LINDEN — Mayor Richard Gerbounka is canceling the Halloween parade the city has held annually for the last 60 years and he predicted there is even more scary news on the horizon.
In the wake of an average $344 municipal property tax increase, Gerbounka’s administration is preparing to send notices during the upcoming holiday season to dozens of city employees informing them that they will be laid off.
Gerbounka said the city recreation department hosted a pumpkin painting contest instead of the parade, which annually drew as many as 3,000 marchers and 5,000 to 10,000 spectators to the Wood Avenue business district.
Councilman Derek Armstead, the Democrat who is running against the independent incumbent in the Nov. 2 election for mayor, said he disagrees with the fiscal direction Linden is taking.

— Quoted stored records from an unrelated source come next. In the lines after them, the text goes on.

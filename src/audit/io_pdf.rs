// Rendering of the tally documents with the poppler command line tools.

use std::fs::File;
use std::io::Read;
use std::process::Command;

use snafu::prelude::*;

use crate::audit::{io_common::simplify_file_name, *};

/// The first bytes of every PDF document.
pub const PDF_SIGNATURE: &[u8] = b"%PDF-";

/// True if the file starts with the PDF signature.
///
/// Unreadable files are not PDF documents.
pub fn is_pdf(path: &Path) -> bool {
    let mut header = [0u8; 5];
    match File::open(path).and_then(|mut f| f.read_exact(&mut header)) {
        Ok(()) => header == PDF_SIGNATURE,
        Err(e) => {
            debug!("is_pdf: cannot read {}: {}", path.display(), e);
            false
        }
    }
}

/// The PDF documents among the inputs, in input order. Other files are skipped.
pub fn collect_documents(inputs: &[String], dpi: u32) -> Vec<PdfDocument> {
    inputs
        .iter()
        .map(PathBuf::from)
        .filter(|p| {
            let keep = is_pdf(p);
            if !keep {
                debug!("collect_documents: skipping {}: not a PDF document", p.display());
            }
            keep
        })
        .map(|p| PdfDocument::new(p, dpi))
        .collect()
}

fn parse_page_count(pdfinfo_output: &str) -> Option<u32> {
    pdfinfo_output
        .lines()
        .find_map(|l| l.strip_prefix("Pages:"))
        .and_then(|s| s.trim().parse::<u32>().ok())
}

#[derive(Eq, PartialEq, Debug, Clone)]
pub struct PdfDocument {
    path: PathBuf,
    dpi: u32,
}

impl PdfDocument {
    pub fn new(path: PathBuf, dpi: u32) -> PdfDocument {
        PdfDocument { path, dpi }
    }

    fn path_str(&self) -> String {
        self.path.display().to_string()
    }
}

impl Document for PdfDocument {
    type Error = AuditError;

    fn name(&self) -> String {
        simplify_file_name(&self.path)
    }

    fn page_count(&self) -> AuditResult<u32> {
        let output = Command::new("pdfinfo")
            .arg(&self.path)
            .output()
            .context(RenderCommandSnafu { command: "pdfinfo" })?;
        if !output.status.success() {
            return RenderFailedSnafu {
                command: "pdfinfo",
                page: 0u32,
                path: self.path_str(),
                stderr: String::from_utf8_lossy(&output.stderr).to_string(),
            }
            .fail();
        }
        parse_page_count(&String::from_utf8_lossy(&output.stdout)).context(PageCountSnafu {
            path: self.path_str(),
        })
    }

    fn render_page(&self, page_number: u32) -> AuditResult<Vec<u8>> {
        let temp_dir = tempfile::tempdir().context(RenderCommandSnafu {
            command: "tempdir",
        })?;
        let output_prefix = temp_dir.path().join("page");
        let page = page_number.to_string();
        let dpi = self.dpi.to_string();

        let output = Command::new("pdftoppm")
            .args(["-png", "-r", &dpi, "-f", &page, "-l", &page, "-singlefile"])
            .arg(&self.path)
            .arg(&output_prefix)
            .output()
            .context(RenderCommandSnafu {
                command: "pdftoppm",
            })?;
        if !output.status.success() {
            return RenderFailedSnafu {
                command: "pdftoppm",
                page: page_number,
                path: self.path_str(),
                stderr: String::from_utf8_lossy(&output.stderr).to_string(),
            }
            .fail();
        }

        // With -singlefile, pdftoppm writes exactly <prefix>.png
        let png_path = output_prefix.with_extension("png");
        fs::read(&png_path).context(ReadingImageSnafu {
            page: page_number,
            path: self.path_str(),
        })
    }
}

Armstead was among four members of the City Council who voted against the budget that included the 14 percent municipal property tax hike.
“We need to refocus our priorities, because many of these proposed cuts will end up costing taxpayers much more in the long run,” said Armstead.
“We had a 21 percent increase in violent crime rates over a three period before this year when we had dead bodies turning up on the streets, dozens of local armed robberies and a series of home invasion burglaries,” said Armstead. “This is not the time to lay off 20 police officers or a dozen firefighters.”
Armstead compared the city’s spending choices to Republican Gov. Chris Christie’s decision to halt construction on the Hudson River commuter rail tunnel, which will cost the state $3 billion in federal aid on top of anther $400 million lost by the GOP administration due to clerical errors on an education grant application.
“Christie’s decisions are utterly partisan, while I would say Mayor Gerbounka is more misguided, but either way Linden, New Jersey needs leadership that is able to grasp the complexities of government,” said Armstead. “Taxes have gone up by $1,000 over the last four years, as every development in town stalled. Linden is desperate for change.”
Gerbounka is sending voters mail distancing himself from the higher taxes and said that his inability to influence budgeting makes progress impossible without a change in the city’s form of government but Armstead opposes such a move.
“Another long slow process is not going to produce the kind of results we can get with new Democratic leadership,” said Armstead of what appears to be the first quarrelsome issue to emerge in the campaign.
Armstead and Gerbounka have been on the same side of most contentious issues in the last year, such as attorney expenses, a controversial skate park and the proposed coal burning carbon sequestration plant.
Their experience in city government is closely matched, as both men joined the council together in 1994 and they agree that voters in Linden are fed up with business as usual.
Gerbounka expressed confidence that he will be re-elected, while Armstead said he won’t predict the outcome until the polls close on Nov. 2.